╭──
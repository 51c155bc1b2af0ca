//! The graphic document: canvas configuration plus the element list.

#[cfg(not(all(feature = "wasm", target_arch = "wasm32")))]
use std::time::{SystemTime, UNIX_EPOCH};

use serde::{Deserialize, Serialize};
use uuid::Uuid;

use crate::{Element, ElementId, OverlayError, OverlayResult};

/// Default document name.
pub const DEFAULT_DOCUMENT_NAME: &str = "Untitled Graphic";

/// Canvas size and background.
#[derive(Debug, Clone, PartialEq, Serialize, Deserialize)]
#[serde(rename_all = "camelCase")]
pub struct CanvasConfig {
    /// Canvas width in pixels.
    pub width: f32,
    /// Canvas height in pixels.
    pub height: f32,
    /// Background color as hex.
    pub background_color: String,
}

impl Default for CanvasConfig {
    fn default() -> Self {
        Self {
            width: 1920.0,
            height: 1080.0,
            background_color: "#000000".to_string(),
        }
    }
}

/// A whole overlay at one point in time.
///
/// `elements` is kept in insertion order. Paint order is derived from
/// `z_index` by [`GraphicDocument::paint_order`].
#[derive(Debug, Clone, PartialEq, Serialize, Deserialize)]
#[serde(rename_all = "camelCase")]
pub struct GraphicDocument {
    /// Document identifier.
    pub id: Uuid,
    /// Display name.
    pub name: String,
    /// Canvas configuration.
    pub canvas: CanvasConfig,
    /// Elements in insertion order.
    pub elements: Vec<Element>,
    /// Creation time, milliseconds since the Unix epoch.
    pub created_at: u64,
    /// Last structural edit, milliseconds since the Unix epoch.
    pub updated_at: u64,
}

impl Default for GraphicDocument {
    fn default() -> Self {
        Self::new(DEFAULT_DOCUMENT_NAME, CanvasConfig::default())
    }
}

impl GraphicDocument {
    /// Create an empty document.
    #[must_use]
    pub fn new(name: impl Into<String>, canvas: CanvasConfig) -> Self {
        let now = current_timestamp_ms();
        Self {
            id: Uuid::new_v4(),
            name: name.into(),
            canvas,
            elements: Vec::new(),
            created_at: now,
            updated_at: now,
        }
    }

    /// Get an element by ID.
    #[must_use]
    pub fn get(&self, id: ElementId) -> Option<&Element> {
        self.elements.iter().find(|e| e.id == id)
    }

    /// Get a mutable reference to an element by ID.
    pub fn get_mut(&mut self, id: ElementId) -> Option<&mut Element> {
        self.elements.iter_mut().find(|e| e.id == id)
    }

    /// Check whether an element with this ID exists.
    #[must_use]
    pub fn contains(&self, id: ElementId) -> bool {
        self.elements.iter().any(|e| e.id == id)
    }

    /// Element IDs in insertion order.
    pub fn element_ids(&self) -> impl Iterator<Item = ElementId> + '_ {
        self.elements.iter().map(|e| e.id)
    }

    /// Number of elements.
    #[must_use]
    pub fn len(&self) -> usize {
        self.elements.len()
    }

    /// Check if the document has no elements.
    #[must_use]
    pub fn is_empty(&self) -> bool {
        self.elements.is_empty()
    }

    /// Elements sorted by ascending `z_index`; ties keep insertion order.
    #[must_use]
    pub fn paint_order(&self) -> Vec<&Element> {
        let mut sorted: Vec<_> = self.elements.iter().collect();
        sorted.sort_by_key(|e| e.z_index);
        sorted
    }

    /// Elements as listed in the layer panel: topmost first.
    ///
    /// Ties keep insertion order, same as [`Self::paint_order`].
    #[must_use]
    pub fn layer_order(&self) -> Vec<&Element> {
        let mut sorted: Vec<_> = self.elements.iter().collect();
        sorted.sort_by(|a, b| b.z_index.cmp(&a.z_index));
        sorted
    }

    /// Highest `z_index`, or 0 for an empty document.
    #[must_use]
    pub fn max_z_index(&self) -> i32 {
        self.elements.iter().map(|e| e.z_index).max().unwrap_or(0)
    }

    /// Lowest `z_index`, or 0 for an empty document.
    #[must_use]
    pub fn min_z_index(&self) -> i32 {
        self.elements.iter().map(|e| e.z_index).min().unwrap_or(0)
    }

    /// Stamp `updated_at` with the current time.
    pub fn touch(&mut self) {
        self.updated_at = current_timestamp_ms().max(self.created_at);
    }

    /// Serialize the document to JSON.
    ///
    /// # Errors
    ///
    /// Returns an error if serialization fails.
    pub fn to_json(&self) -> OverlayResult<String> {
        serde_json::to_string(self).map_err(OverlayError::Serialization)
    }

    /// Serialize the document to indented JSON.
    ///
    /// # Errors
    ///
    /// Returns an error if serialization fails.
    pub fn to_json_pretty(&self) -> OverlayResult<String> {
        serde_json::to_string_pretty(self).map_err(OverlayError::Serialization)
    }

    /// Deserialize a document from JSON.
    ///
    /// # Errors
    ///
    /// Returns an error if deserialization fails.
    pub fn from_json(json: &str) -> OverlayResult<Self> {
        serde_json::from_str(json).map_err(OverlayError::Serialization)
    }
}

/// Get the current Unix timestamp in milliseconds.
#[cfg(not(all(feature = "wasm", target_arch = "wasm32")))]
#[must_use]
pub fn current_timestamp_ms() -> u64 {
    SystemTime::now().duration_since(UNIX_EPOCH).map_or(0, |d| {
        // Timestamp will not exceed u64 max for millennia
        #[allow(clippy::cast_possible_truncation)]
        {
            d.as_millis() as u64
        }
    })
}

/// Get the current Unix timestamp in milliseconds.
///
/// `SystemTime` is unavailable in the browser, so this reads `Date.now()`.
#[cfg(all(feature = "wasm", target_arch = "wasm32"))]
#[must_use]
pub fn current_timestamp_ms() -> u64 {
    #[allow(clippy::cast_possible_truncation, clippy::cast_sign_loss)]
    {
        js_sys::Date::now() as u64
    }
}

#[cfg(test)]
mod tests {
    use super::*;

    fn doc_with(z: &[i32]) -> GraphicDocument {
        let mut doc = GraphicDocument::default();
        for &z_index in z {
            doc.elements.push(Element::rectangle(z_index));
        }
        doc
    }

    #[test]
    fn test_default_document() {
        let doc = GraphicDocument::default();
        assert_eq!(doc.name, DEFAULT_DOCUMENT_NAME);
        assert!((doc.canvas.width - 1920.0).abs() < f32::EPSILON);
        assert_eq!(doc.canvas.background_color, "#000000");
        assert!(doc.is_empty());
    }

    #[test]
    fn test_paint_order_is_stable() {
        let doc = doc_with(&[2, 0, 2, -1]);
        let ids: Vec<_> = doc.elements.iter().map(|e| e.id).collect();
        let painted: Vec<_> = doc.paint_order().iter().map(|e| e.id).collect();
        assert_eq!(painted, vec![ids[3], ids[1], ids[0], ids[2]]);

        let layers: Vec<_> = doc.layer_order().iter().map(|e| e.id).collect();
        assert_eq!(layers, vec![ids[0], ids[2], ids[1], ids[3]]);
    }

    #[test]
    fn test_z_extents_default_to_zero() {
        let empty = GraphicDocument::default();
        assert_eq!(empty.max_z_index(), 0);
        assert_eq!(empty.min_z_index(), 0);

        let doc = doc_with(&[-3, 5]);
        assert_eq!(doc.max_z_index(), 5);
        assert_eq!(doc.min_z_index(), -3);
    }

    #[test]
    fn test_json_roundtrip() {
        let doc = doc_with(&[0, 1]);
        let json = doc.to_json().expect("serialize");
        assert!(json.contains("\"backgroundColor\""));
        let back = GraphicDocument::from_json(&json).expect("deserialize");
        assert_eq!(back, doc);
    }

    #[test]
    fn test_from_json_rejects_garbage() {
        assert!(matches!(
            GraphicDocument::from_json("{ nope }"),
            Err(OverlayError::Serialization(_))
        ));
    }
}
╰──
* [Task brief]
Output only an exact transcription of the lines above from the one with "let now = current_timestamp_ms();" up to and including the one with "pub fn get(&self, id: ElementId)".

* [Answer below]
        let now = current_timestamp_ms();
        Self {
            id: Uuid::new_v4(),
            name: name.into(),
            canvas,
            elements: Vec::new(),
            created_at: now,
            updated_at: now,
        }
    }

    /// Get an element by ID.
    #[must_use]
    pub fn get(&self, id: ElementId) -> Option<&Element> {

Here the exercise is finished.